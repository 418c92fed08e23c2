//! Completion command implementation

use crate::cli::Cli;
use anyhow::Result;
use clap::CommandFactory;
use clap_complete::{generate, Shell};
use std::io;

/// Generate shell completion scripts
pub fn execute(shell: Shell) -> Result<()> {
    let mut cmd = Cli::command();
    let bin_name = "downgrade-build";

    generate(shell, &mut cmd, bin_name, &mut io::stdout());

    Ok(())
}
//! Core types and error handling for downgrade-build

pub mod error;
pub mod types;

// Re-export commonly used items
pub use error::{DowngradeError, Result};
pub use types::DependencyMap;
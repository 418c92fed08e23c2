//! Lazy directory traversal with hierarchical rule-file filtering

use crate::core::error::Result;
use crate::ignore::stack::IgnoreStack;
use std::fs;
use std::path::{Path, PathBuf};

/// Directory names that are never yielded and never recursed into,
/// regardless of rule-file contents: version-control metadata and the
/// dependency cache.
pub const RESERVED_DIRS: [&str; 2] = [".git", "node_modules"];

/// Recursive walker over a project tree.
///
/// Each call to [`TreeWalker::walk`] re-reads the filesystem and produces a
/// fresh, finite, single-pass iterator of root-relative file paths.
#[derive(Debug, Clone)]
pub struct TreeWalker {
    root: PathBuf,
}

impl TreeWalker {
    /// Create a walker rooted at `root` (canonicalized)
    pub fn new(root: impl AsRef<Path>) -> Result<Self> {
        let root = dunce::canonicalize(root.as_ref())?;
        Ok(Self { root })
    }

    /// The canonical traversal root
    pub fn root(&self) -> &Path {
        &self.root
    }

    /// Start a traversal.
    ///
    /// Builds the initial [`IgnoreStack`] for the root (scanning ancestor
    /// rule files) and reads the root's entry listing; only an unreadable
    /// root fails here. Everything deeper degrades gracefully: unreadable
    /// subdirectories or entries are logged and skipped.
    pub fn walk(&self) -> Result<Walk> {
        let stack = IgnoreStack::for_directory(&self.root)?;
        let entries = read_entries(&self.root)?;

        Ok(Walk {
            root: self.root.clone(),
            levels: vec![Level {
                dir: self.root.clone(),
                stack,
                entries,
            }],
        })
    }
}

/// One in-flight directory of a traversal
struct Level {
    /// Absolute path of the directory
    dir: PathBuf,
    /// The fully-extended stack governing this directory
    stack: IgnoreStack,
    /// Remaining entries, in directory-listing order
    entries: std::vec::IntoIter<fs::DirEntry>,
}

/// Depth-first iterator over the non-excluded regular files of a tree.
///
/// Yields paths relative to the traversal root, in directory-listing order
/// per level. Each recursive branch owns its own stack snapshot, so sibling
/// subdirectories never observe each other's rule files.
pub struct Walk {
    root: PathBuf,
    levels: Vec<Level>,
}

impl Iterator for Walk {
    type Item = PathBuf;

    fn next(&mut self) -> Option<PathBuf> {
        loop {
            let level = self.levels.last_mut()?;

            let Some(entry) = level.entries.next() else {
                self.levels.pop();
                continue;
            };

            let name = entry.file_name().to_string_lossy().into_owned();
            let file_type = match entry.file_type() {
                Ok(t) => t,
                Err(e) => {
                    tracing::warn!(
                        path = %entry.path().display(),
                        error = %e,
                        "cannot stat entry, skipping"
                    );
                    continue;
                },
            };

            if file_type.is_dir() {
                if RESERVED_DIRS.contains(&name.as_str()) {
                    continue;
                }

                let child_dir = level.dir.join(&name);
                let child_stack = level.stack.descend(&child_dir, &name);
                match read_entries(&child_dir) {
                    Ok(entries) => self.levels.push(Level {
                        dir: child_dir,
                        stack: child_stack,
                        entries,
                    }),
                    Err(e) => {
                        tracing::warn!(
                            path = %child_dir.display(),
                            error = %e,
                            "cannot list directory, skipping"
                        );
                    },
                }
            } else if file_type.is_file() {
                if !level.stack.ignored(&name) {
                    let path = level.dir.join(&name);
                    let relative = path
                        .strip_prefix(&self.root)
                        .unwrap_or(&path)
                        .to_path_buf();
                    return Some(relative);
                }
            }
            // Symlinks and other non-regular entries are neither followed
            // nor yielded.
        }
    }
}

/// Read a directory's full entry listing before any filtering happens
fn read_entries(dir: &Path) -> std::io::Result<std::vec::IntoIter<fs::DirEntry>> {
    let mut entries = Vec::new();
    for entry in fs::read_dir(dir)? {
        match entry {
            Ok(entry) => entries.push(entry),
            Err(e) => {
                tracing::warn!(path = %dir.display(), error = %e, "skipping unreadable entry");
            },
        }
    }
    Ok(entries.into_iter())
}
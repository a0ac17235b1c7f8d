//! The three search algorithms over an arbitrary state space.
//!
//! A problem is described by an initial state, a goal predicate, and a
//! successor function; the algorithms differ only in the frontier discipline
//! and their bookkeeping of already-seen states. DFS and BFS share one
//! generic loop parameterized over [`Frontier`]; A* has its own loop because
//! its explored set maps states to best-known costs instead of mere
//! membership, allowing cheaper rediscoveries to re-enter the frontier.

use std::collections::{HashMap, HashSet};
use std::hash::Hash;
use std::sync::Arc;

use tracing::debug;

use crate::search::{
    frontier::{Frontier, PriorityFrontier, QueueFrontier, StackFrontier},
    node::SearchNode,
    stats::SearchStats,
};

/// Depth-first search: explores most recently discovered states first.
///
/// Returns the goal node on success, `None` when the reachable component
/// contains no goal state. The returned node's parent chain encodes the path;
/// see [`node_to_path`](crate::search::node::node_to_path).
pub fn dfs<T, G, S, I>(initial: T, goal_test: G, successors: S) -> Option<Arc<SearchNode<T>>>
where
    T: Clone + Eq + Hash,
    G: Fn(&T) -> bool,
    S: Fn(&T) -> I,
    I: IntoIterator<Item = T>,
{
    dfs_with_stats(initial, goal_test, successors).0
}

/// [`dfs`] plus the counters gathered along the way.
pub fn dfs_with_stats<T, G, S, I>(
    initial: T,
    goal_test: G,
    successors: S,
) -> (Option<Arc<SearchNode<T>>>, SearchStats)
where
    T: Clone + Eq + Hash,
    G: Fn(&T) -> bool,
    S: Fn(&T) -> I,
    I: IntoIterator<Item = T>,
{
    uninformed_search(StackFrontier::new(), initial, goal_test, successors)
}

/// Breadth-first search: explores states in non-decreasing distance from the
/// initial state, so the first goal found is reached by a fewest-edges path.
pub fn bfs<T, G, S, I>(initial: T, goal_test: G, successors: S) -> Option<Arc<SearchNode<T>>>
where
    T: Clone + Eq + Hash,
    G: Fn(&T) -> bool,
    S: Fn(&T) -> I,
    I: IntoIterator<Item = T>,
{
    bfs_with_stats(initial, goal_test, successors).0
}

/// [`bfs`] plus the counters gathered along the way.
pub fn bfs_with_stats<T, G, S, I>(
    initial: T,
    goal_test: G,
    successors: S,
) -> (Option<Arc<SearchNode<T>>>, SearchStats)
where
    T: Clone + Eq + Hash,
    G: Fn(&T) -> bool,
    S: Fn(&T) -> I,
    I: IntoIterator<Item = T>,
{
    uninformed_search(QueueFrontier::new(), initial, goal_test, successors)
}

/// The shared DFS/BFS loop. States enter the explored set at discovery time,
/// not at expansion time, so no state is ever queued twice.
fn uninformed_search<T, G, S, I, F>(
    mut frontier: F,
    initial: T,
    goal_test: G,
    successors: S,
) -> (Option<Arc<SearchNode<T>>>, SearchStats)
where
    T: Clone + Eq + Hash,
    G: Fn(&T) -> bool,
    S: Fn(&T) -> I,
    I: IntoIterator<Item = T>,
    F: Frontier<T>,
{
    let mut stats = SearchStats::default();
    let mut explored: HashSet<T> = HashSet::new();

    explored.insert(initial.clone());
    frontier.push(SearchNode::root(initial));
    stats.nodes_discovered = 1;
    stats.peak_frontier_len = 1;
    let mut frontier_len = 1usize;

    while let Some(node) = frontier.pop() {
        frontier_len -= 1;
        if goal_test(&node.state) {
            debug!(
                expanded = stats.nodes_expanded,
                discovered = stats.nodes_discovered,
                "goal reached"
            );
            return (Some(node), stats);
        }
        stats.nodes_expanded += 1;

        for successor in successors(&node.state) {
            if explored.contains(&successor) {
                continue;
            }
            explored.insert(successor.clone());
            stats.nodes_discovered += 1;
            frontier.push(SearchNode::child(successor, node.clone()));
            frontier_len += 1;
            stats.peak_frontier_len = stats.peak_frontier_len.max(frontier_len);
        }
    }

    debug!(
        expanded = stats.nodes_expanded,
        "frontier exhausted without reaching a goal"
    );
    (None, stats)
}

/// A* search: explores states in ascending `cost + heuristic` order with a
/// uniform unit edge cost.
///
/// The returned path is shortest provided `heuristic` is admissible (never
/// overestimates the true remaining cost); admissibility is the caller's
/// obligation and is not checked here.
pub fn astar<T, G, S, I, H>(
    initial: T,
    goal_test: G,
    successors: S,
    heuristic: H,
) -> Option<Arc<SearchNode<T>>>
where
    T: Clone + Eq + Hash,
    G: Fn(&T) -> bool,
    S: Fn(&T) -> I,
    I: IntoIterator<Item = T>,
    H: Fn(&T) -> f64,
{
    astar_with_stats(initial, goal_test, successors, heuristic).0
}

/// [`astar`] plus the counters gathered along the way.
pub fn astar_with_stats<T, G, S, I, H>(
    initial: T,
    goal_test: G,
    successors: S,
    heuristic: H,
) -> (Option<Arc<SearchNode<T>>>, SearchStats)
where
    T: Clone + Eq + Hash,
    G: Fn(&T) -> bool,
    S: Fn(&T) -> I,
    I: IntoIterator<Item = T>,
    H: Fn(&T) -> f64,
{
    let mut stats = SearchStats::default();
    let mut frontier = PriorityFrontier::new();
    // Best path cost found so far per state. Unlike the DFS/BFS membership
    // set, this supports relaxation: a state re-enters the frontier whenever
    // a strictly cheaper path to it turns up.
    let mut explored: HashMap<T, f64> = HashMap::new();

    explored.insert(initial.clone(), 0.0);
    let initial_estimate = heuristic(&initial);
    frontier.push(SearchNode::with_costs(initial, None, 0.0, initial_estimate));
    stats.nodes_discovered = 1;
    stats.peak_frontier_len = 1;
    let mut frontier_len = 1usize;

    while let Some(node) = frontier.pop() {
        frontier_len -= 1;
        if goal_test(&node.state) {
            debug!(
                expanded = stats.nodes_expanded,
                cost = node.cost,
                "goal reached"
            );
            return (Some(node), stats);
        }
        stats.nodes_expanded += 1;

        for successor in successors(&node.state) {
            let new_cost = node.cost + 1.0;
            let improves = match explored.get(&successor) {
                Some(&best) => new_cost < best,
                None => true,
            };
            if !improves {
                continue;
            }
            explored.insert(successor.clone(), new_cost);
            stats.nodes_discovered += 1;
            let estimate = heuristic(&successor);
            frontier.push(SearchNode::with_costs(
                successor,
                Some(node.clone()),
                new_cost,
                estimate,
            ));
            frontier_len += 1;
            stats.peak_frontier_len = stats.peak_frontier_len.max(frontier_len);
        }
    }

    debug!(
        expanded = stats.nodes_expanded,
        "frontier exhausted without reaching a goal"
    );
    (None, stats)
}

#[cfg(test)]
mod tests {
    use pretty_assertions::assert_eq;

    use super::*;
    use crate::search::node::node_to_path;

    // A small fixed graph:
    //
    //   0 - 1 - 2
    //   |       |
    //   3 ----- 4 - 5        6 - 7 (disconnected)
    //
    fn neighbours(state: &u32) -> Vec<u32> {
        match state {
            0 => vec![1, 3],
            1 => vec![0, 2],
            2 => vec![1, 4],
            3 => vec![0, 4],
            4 => vec![2, 3, 5],
            5 => vec![4],
            6 => vec![7],
            7 => vec![6],
            _ => vec![],
        }
    }

    #[test]
    fn bfs_finds_fewest_edge_path() {
        let node = bfs(0, |s| *s == 5, neighbours).unwrap();
        assert_eq!(node_to_path(&node), vec![0, 3, 4, 5]);
    }

    #[test]
    fn dfs_reaches_the_goal() {
        let node = dfs(0, |s| *s == 5, neighbours).unwrap();
        let path = node_to_path(&node);
        assert_eq!(path.first(), Some(&0));
        assert_eq!(path.last(), Some(&5));
        // Every consecutive pair must be an actual edge.
        for pair in path.windows(2) {
            assert!(neighbours(&pair[0]).contains(&pair[1]));
        }
    }

    #[test]
    fn unreachable_goal_fails_for_all_algorithms() {
        assert!(dfs(0, |s| *s == 7, neighbours).is_none());
        assert!(bfs(0, |s| *s == 7, neighbours).is_none());
        assert!(astar(0, |s| *s == 7, neighbours, |_| 0.0).is_none());
    }

    #[test]
    fn astar_with_zero_heuristic_matches_bfs_cost() {
        let node = astar(0, |s| *s == 5, neighbours, |_| 0.0).unwrap();
        assert_eq!(node.cost, 3.0);
        assert_eq!(node_to_path(&node).len(), 4);
    }

    #[test]
    fn astar_cost_equals_edge_count() {
        let node = astar(0, |s| *s == 2, neighbours, |_| 0.0).unwrap();
        let path = node_to_path(&node);
        assert_eq!(node.cost as usize, path.len() - 1);
    }

    #[test]
    fn initial_state_satisfying_goal_returns_root() {
        let node = bfs(5, |s| *s == 5, neighbours).unwrap();
        assert!(node.parent.is_none());
        assert_eq!(node_to_path(&node), vec![5]);
    }
}
pub mod not_equal;
pub mod queens;
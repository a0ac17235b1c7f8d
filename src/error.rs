use std::backtrace::Backtrace;
pub type Result<T, E = Error> = core::result::Result<T, E>;

#[derive(Debug, thiserror::Error)]
pub enum SolverError {
    /// A declared variable has no corresponding domain entry.
    #[error("variable {variable} has no domain")]
    MissingDomain { variable: String },

    /// A constraint references a variable the problem never declared.
    #[error("constraint \"{constraint}\" references unknown variable {variable}")]
    UnknownVariable {
        constraint: String,
        variable: String,
    },

    #[error("{0}")]
    Custom(String),
}

#[derive(Debug, thiserror::Error)]
pub enum Error {
    #[error("Inner: {inner}\n{backtrace}")]
    Inner {
        inner: Box<SolverError>,
        backtrace: Box<Backtrace>,
    },
}

impl From<SolverError> for Error {
    fn from(inner: SolverError) -> Self {
        Error::Inner {
            inner: Box::new(inner),
            backtrace: Box::new(std::backtrace::Backtrace::capture()),
        }
    }
}
use crate::csp::{
    constraint::{Constraint, ConstraintDescriptor},
    engine::Assignment,
};

/// The N-ary non-attack constraint of the N-queens problem.
///
/// Variables are board columns and values are rows; the constraint holds when
/// no two placed queens share a row or a diagonal. Columns are distinct by
/// construction, so same-column attacks cannot occur.
#[derive(Debug, Clone)]
pub struct QueensConstraint {
    pub columns: Vec<i64>,
}

impl QueensConstraint {
    pub fn new(columns: Vec<i64>) -> Self {
        Self { columns }
    }
}

impl Constraint<i64, i64> for QueensConstraint {
    fn variables(&self) -> &[i64] {
        &self.columns
    }

    fn descriptor(&self) -> ConstraintDescriptor {
        ConstraintDescriptor {
            name: "QueensConstraint".to_string(),
            description: format!("no attacks among queens in columns {:?}", self.columns),
        }
    }

    fn satisfied(&self, assignment: &Assignment<i64, i64>) -> bool {
        for (index, &first_column) in self.columns.iter().enumerate() {
            let Some(&first_row) = assignment.get(&first_column) else {
                continue;
            };
            for &second_column in &self.columns[index + 1..] {
                let Some(&second_row) = assignment.get(&second_column) else {
                    continue;
                };
                if first_row == second_row {
                    return false;
                }
                if (first_row - second_row).abs() == (first_column - second_column).abs() {
                    return false;
                }
            }
        }
        true
    }
}

#[cfg(test)]
mod tests {
    use super::*;

    #[test]
    fn detects_shared_row() {
        let constraint = QueensConstraint::new(vec![1, 2, 3]);
        assert!(!constraint.satisfied(&im::hashmap! { 1 => 4, 3 => 4 }));
    }

    #[test]
    fn detects_diagonal_attack() {
        let constraint = QueensConstraint::new(vec![1, 2, 3]);
        assert!(!constraint.satisfied(&im::hashmap! { 1 => 1, 3 => 3 }));
        assert!(!constraint.satisfied(&im::hashmap! { 2 => 5, 3 => 4 }));
    }

    #[test]
    fn accepts_non_attacking_placement() {
        let constraint = QueensConstraint::new(vec![1, 2, 3, 4]);
        // A known 4-queens solution.
        let assignment = im::hashmap! { 1 => 2, 2 => 4, 3 => 1, 4 => 3 };
        assert!(constraint.satisfied(&assignment));
    }

    #[test]
    fn partial_placements_are_checked_pairwise() {
        let constraint = QueensConstraint::new(vec![1, 2, 3, 4]);
        assert!(constraint.satisfied(&im::hashmap! { 1 => 2 }));
        assert!(constraint.satisfied(&im::hashmap! { 1 => 2, 3 => 1 }));
    }
}
//! The missionaries-and-cannibals river crossing puzzle.

use std::fmt;

use serde::Serialize;

const TOTAL: u8 = 3;
const BOAT_CAPACITY: u8 = 2;

/// A bank configuration: how many missionaries and cannibals are on the west
/// bank, and which bank the boat is on. The east bank counts are implied.
#[derive(Debug, Clone, Copy, PartialEq, Eq, Hash, Serialize)]
pub struct MissionariesState {
    pub west_missionaries: u8,
    pub west_cannibals: u8,
    pub boat_west: bool,
}

impl MissionariesState {
    pub fn new(west_missionaries: u8, west_cannibals: u8, boat_west: bool) -> Self {
        Self {
            west_missionaries,
            west_cannibals,
            boat_west,
        }
    }

    /// The starting position: everyone on the west bank with the boat.
    pub fn start() -> Self {
        Self::new(TOTAL, TOTAL, true)
    }

    pub fn east_missionaries(&self) -> u8 {
        TOTAL - self.west_missionaries
    }

    pub fn east_cannibals(&self) -> u8 {
        TOTAL - self.west_cannibals
    }

    /// Everyone has crossed to the east bank.
    pub fn goal_reached(&self) -> bool {
        self.west_missionaries == 0 && self.west_cannibals == 0 && !self.boat_west
    }

    /// Cannibals may never outnumber missionaries on a bank that has any
    /// missionaries.
    pub fn is_legal(&self) -> bool {
        if self.west_missionaries > 0 && self.west_cannibals > self.west_missionaries {
            return false;
        }
        if self.east_missionaries() > 0 && self.east_cannibals() > self.east_missionaries() {
            return false;
        }
        true
    }

    /// All legal states reachable with one boat trip. The boat carries one or
    /// two passengers and never crosses empty.
    pub fn successors(&self) -> Vec<MissionariesState> {
        let mut result = Vec::new();
        for missionaries in 0..=BOAT_CAPACITY {
            for cannibals in 0..=(BOAT_CAPACITY - missionaries) {
                if missionaries + cannibals == 0 {
                    continue;
                }
                let candidate = if self.boat_west {
                    if missionaries > self.west_missionaries || cannibals > self.west_cannibals {
                        continue;
                    }
                    Self::new(
                        self.west_missionaries - missionaries,
                        self.west_cannibals - cannibals,
                        false,
                    )
                } else {
                    if missionaries > self.east_missionaries() || cannibals > self.east_cannibals()
                    {
                        continue;
                    }
                    Self::new(
                        self.west_missionaries + missionaries,
                        self.west_cannibals + cannibals,
                        true,
                    )
                };
                if candidate.is_legal() {
                    result.push(candidate);
                }
            }
        }
        result
    }
}

impl fmt::Display for MissionariesState {
    fn fmt(&self, f: &mut fmt::Formatter<'_>) -> fmt::Result {
        write!(
            f,
            "west: {}M {}C | east: {}M {}C | boat on {} bank",
            self.west_missionaries,
            self.west_cannibals,
            self.east_missionaries(),
            self.east_cannibals(),
            if self.boat_west { "west" } else { "east" },
        )
    }
}

#[cfg(test)]
mod tests {
    use pretty_assertions::assert_eq;

    use super::*;
    use crate::search::{engine::bfs, node::node_to_path};

    #[test]
    fn start_state_is_legal_and_not_the_goal() {
        let start = MissionariesState::start();
        assert!(start.is_legal());
        assert!(!start.goal_reached());
    }

    #[test]
    fn outnumbered_missionaries_are_illegal() {
        assert!(!MissionariesState::new(1, 2, true).is_legal());
        // 2M west leaves 1M 2C east.
        assert!(!MissionariesState::new(2, 0, true).is_legal());
        // No missionaries on a bank means no one to eat.
        assert!(MissionariesState::new(0, 2, true).is_legal());
    }

    #[test]
    fn successors_flip_the_boat_and_stay_legal() {
        for successor in MissionariesState::start().successors() {
            assert!(!successor.boat_west);
            assert!(successor.is_legal());
        }
    }

    #[test]
    fn bfs_crosses_everyone_in_eleven_trips() {
        let node = bfs(
            MissionariesState::start(),
            |s| s.goal_reached(),
            |s| s.successors(),
        )
        .unwrap();
        let path = node_to_path(&node);

        // The minimal solution is 11 boat trips, i.e. 12 states.
        assert_eq!(path.len(), 12);
        assert_eq!(path[0], MissionariesState::start());
        assert!(path[11].goal_reached());
        for pair in path.windows(2) {
            assert!(pair[0].successors().contains(&pair[1]));
        }
        for state in &path {
            assert!(state.is_legal());
        }
    }
}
________________________
§ INSTRUCTIONS TO FOLLOW
Look through the material above. Copy each line where the word "next" appears.

§ WRITTEN SOLUTION
    fn next(&mut self) -> Option<PathBuf> {
            let Some(entry) = level.entries.next() else {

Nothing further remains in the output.